Part 9 Salah Paham

7.4K 600 2
                                    

Anindya POV

"Apa kamu merasa terkekang dengan keadaan sekarang ini?" Aku melerai pelukannya dan menatap dia tak habis pikir.

"Maksudnya?" Bukannya menjawab, Mas Ares malah menunduk lesu.

"Maksud saya ... pernikahan ini."

Apa dia ingin menyudahi semua ini? Dan ... ingin meninggalkanku? Kelopak mataku rasanya kembali memanas, ingin mengeluarkan tangis seketika. Dadaku naik turun, coba meredam amarah dan getaran tubuh.

Aku kesal dan memilih untuk pergi dari sana. Kutarik satu bantal dan melenggang ke luar kamar. Bahkan kini Mas Ares tidak mau mencegahku pergi. Apa dia memang sudah benar-benar bulat memiliki keputusan itu?

Aku telungkup di sofa ruang tengah ... dan kembali terseguk pelan. Rasanya ini lebih sakit daripada tadi. Kenapa ayah bisa menjodohkanku dengan pria seperti itu? Pria yang justru menghancurkan perasaan putrinya.

Lagipula ... aku tidak meminta jodoh dari ayah. Aku hanya ingin hidup bersama orang yang aku cintai, begitu juga sebaliknya. Kalau sudah begini, jadi malah teringat almarhumah ibu rasanya. Sekarang harus bagaimana? Bahkan aku juga merasa bingung sendiri.

Apa baginya, pernikahan tak lebih penting daripada sekedar sebuah perasaan? Atau mungkin ... dia memang sebenarnya tidak menganggapku lebih dari seorang murid.

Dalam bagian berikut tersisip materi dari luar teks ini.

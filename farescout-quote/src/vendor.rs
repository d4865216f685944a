//! Wire format of the Tequila-style `/v2/search` endpoint.

use serde::{Deserialize, Serialize};

#[derive(Debug, Clone, Default, Serialize, Deserialize)]
pub struct VendorResponse {
    #[serde(default)]
    pub data: Vec<RawOffer>,
    #[serde(default)]
    pub currency: Option<String>,
}

#[derive(Debug, Clone, Serialize, Deserialize)]
pub struct RawOffer {
    pub id: String,
    #[serde(rename = "flyFrom")]
    pub fly_from: String,
    #[serde(rename = "flyTo")]
    pub fly_to: String,
    #[serde(rename = "cityFrom", default)]
    pub city_from: String,
    #[serde(rename = "cityTo", default)]
    pub city_to: String,
    pub price: f64,
    #[serde(default)]
    pub airlines: Vec<String>,
    #[serde(default)]
    pub route: Vec<RawSegment>,
    #[serde(default)]
    pub duration: RawDuration,
    #[serde(default)]
    pub deep_link: Option<String>,
    #[serde(default)]
    pub booking_token: Option<String>,
}

#[derive(Debug, Clone, Serialize, Deserialize)]
pub struct RawSegment {
    #[serde(rename = "flyFrom")]
    pub fly_from: String,
    #[serde(rename = "flyTo")]
    pub fly_to: String,
    /// Local ISO timestamp, e.g. `2025-03-07T06:15:00.000Z`
    pub local_departure: String,
    #[serde(default)]
    pub local_arrival: String,
    #[serde(default)]
    pub airline: String,
    /// 1 on the way back
    #[serde(rename = "return", default)]
    pub return_leg: u8,
}

/// Leg durations in seconds
#[derive(Debug, Clone, Default, Serialize, Deserialize)]
pub struct RawDuration {
    #[serde(default)]
    pub departure: u64,
    #[serde(rename = "return", default)]
    pub return_leg: u64,
    #[serde(default)]
    pub total: u64,
}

Aku masih terisak seorang diri. Bahkan untuk sekarang, pria itu tidak ada niatan untuk menenangkanku sedikit pun.

Aku semakin merasa hancur dan marah. Tidak ada sesiapa pun yang bisa menopang kesedihanku saat ini.

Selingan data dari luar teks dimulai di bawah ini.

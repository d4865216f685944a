use axum::{http::Method, Router};
use tower_http::cors::CorsLayer;
use tower_http::trace::TraceLayer;

pub mod alerts;
pub mod destinations;
pub mod error;
pub mod flights;
pub mod health;
pub mod holidays;
pub mod metrics;
pub mod params;
pub mod searches;
pub mod state;
pub mod worker;

pub use metrics::Metrics;
pub use state::AppState;

pub fn app(state: AppState) -> Router {
    let cors = CorsLayer::new()
        .allow_origin(tower_http::cors::Any)
        .allow_methods([Method::GET, Method::POST, Method::DELETE, Method::OPTIONS])
        .allow_headers([
            axum::http::header::CONTENT_TYPE,
            axum::http::header::USER_AGENT,
        ]);

    Router::new()
        .merge(health::routes())
        .merge(destinations::routes())
        .merge(flights::routes())
        .merge(searches::routes())
        .merge(alerts::routes())
        .merge(holidays::routes())
        .layer(cors)
        .layer(TraceLayer::new_for_http())
        .with_state(state)
}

"Ibu ...," ucapku di sela-sela isak tangis.

Beberapa saat berlalu aku sudah berhenti menangis, walau masih dalam posisi yang sama.

Terdengar langkah kaki mendekat ke arahku, tetapi aku berpura-pura tertidur dalam posisi itu.

Sebuah selimut mendarat menutupi permukaan tubuhku ... tanpa sepatah kata pun. Merasa geram, aku menendang selimut itu sampai melorot ke lantai.

Terdengar ia membuang napas kasar, lalu kembali membetulkan selimutnya. Lagi, aku mendendang selimut itu. Akhirnya Mas Ares diam, tidak membetulkannya lagi. Mungkin ia lelah dengan perilakuku.

Entah mulai kapan aku menyeberang ke alam mimpi. Namun, ketika terbangun di tengah malam, selimut itu kini sudah berada pada tempat yang seharusnya lagi. Tidak tahu kapan Mas Ares kembali menyelimutiku. Sepertinya ketika aku benar-benar sudah terlelap.

"Apa dia gak ada niatan buat pindahin aku ke kamar?" gerutuku.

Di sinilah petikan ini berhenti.